There was naturally no response, for the reason that nobody had anything to suggest. So the boys went toward the bow where the anchor-light hung, to hear Phil read in his newspapers all the latest details about the great bond robbery. They read on deck rather than in the cabin, because one boy must at any rate remain there on watch, and they all wished to hear.

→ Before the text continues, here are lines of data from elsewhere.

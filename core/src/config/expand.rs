//! `~` and `${env:VAR}` expansion for host configuration values.

use std::env;

/// Expand a leading `~` or `~/` to the user's home directory.
///
/// On Unix, uses `$HOME`. On Windows, uses `%USERPROFILE%`. Returns the
/// input unchanged if no home directory is available, or if the tilde is
/// followed by a username (`~user/...`) rather than a path separator.
pub fn expand_tilde(input: &str) -> String {
    if !input.starts_with('~') {
        return input.to_string();
    }
    if input.len() > 1 && !input[1..].starts_with('/') && !input[1..].starts_with('\\') {
        return input.to_string();
    }

    #[cfg(unix)]
    let home = env::var("HOME").ok();
    #[cfg(windows)]
    let home = env::var("USERPROFILE").ok();
    #[cfg(not(any(unix, windows)))]
    let home: Option<String> = None;

    match home {
        Some(h) => {
            let mut result = h;
            if input.len() > 1 {
                result.push_str(&input[1..]);
            }
            result
        }
        None => input.to_string(),
    }
}

/// Replace `${env:VAR_NAME}` placeholders with the value of the environment
/// variable `VAR_NAME`. Unset variables are left as the literal placeholder.
pub fn expand_env_placeholders(input: &str) -> String {
    let mut result = String::with_capacity(input.len());
    let mut rest = input;

    while let Some(start) = rest.find("${env:") {
        result.push_str(&rest[..start]);
        let after = &rest[start + 6..];
        if let Some(end) = after.find('}') {
            let var_name = &after[..end];
            match env::var(var_name) {
                Ok(val) => result.push_str(&val),
                Err(_) => result.push_str(&rest[start..start + 6 + end + 1]),
            }
            rest = &after[end + 1..];
        } else {
            result.push_str(&rest[start..]);
            rest = "";
        }
    }

    result.push_str(rest);
    result
}

#[cfg(test)]
mod tests {
    use super::*;

    #[test]
    fn expands_known_variable() {
        env::set_var("SMX_TEST_VAR", "hello");
        assert_eq!(expand_env_placeholders("${env:SMX_TEST_VAR}"), "hello");
        env::remove_var("SMX_TEST_VAR");
    }

    #[test]
    fn leaves_unknown_variable_as_is() {
        let input = "${env:SMX_NONEXISTENT_XYZ}";
        assert_eq!(expand_env_placeholders(input), input);
    }

    #[test]
    fn expands_multiple_placeholders() {
        env::set_var("SMX_TEST_A", "foo");
        env::set_var("SMX_TEST_B", "bar");
        assert_eq!(
            expand_env_placeholders("${env:SMX_TEST_A}@${env:SMX_TEST_B}"),
            "foo@bar"
        );
        env::remove_var("SMX_TEST_A");
        env::remove_var("SMX_TEST_B");
    }

    #[test]
    fn handles_unclosed_brace() {
        assert_eq!(expand_env_placeholders("${env:MISSING"), "${env:MISSING");
    }

    #[test]
    fn tilde_alone_expands_to_home() {
        let result = expand_tilde("~");
        assert!(!result.starts_with('~'));
        assert!(!result.is_empty());
    }

    #[test]
    fn tilde_slash_expands_to_home_subpath() {
        let result = expand_tilde("~/work");
        assert!(result.ends_with("/work") || result.ends_with(r"\work"));
        assert!(!result.starts_with('~'));
    }

    #[test]
    fn tilde_user_is_not_expanded() {
        assert_eq!(expand_tilde("~user/foo"), "~user/foo");
    }

    #[test]
    fn no_tilde_is_unchanged() {
        assert_eq!(expand_tilde("/usr/local"), "/usr/local");
    }
}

The newspapers related that one of the gang of robbers was believed to have got away with the stolen bonds and money, and that the main purpose now was to find him. One man connected with the crime was already in custody, and from hints given by him it was hoped that he might turn state’s evidence in his own resentment against the “carrier of the swag,” who, it was believed, had deserted his fellow thieves, or some of them, and meant to keep the whole of the proceeds of the robbery for himself and one or two others. At any rate, the man in custody had given hints that were thought to be distinctly helpful toward the discovery of the “carrier” and his partners who had betrayed the rest of their fellows.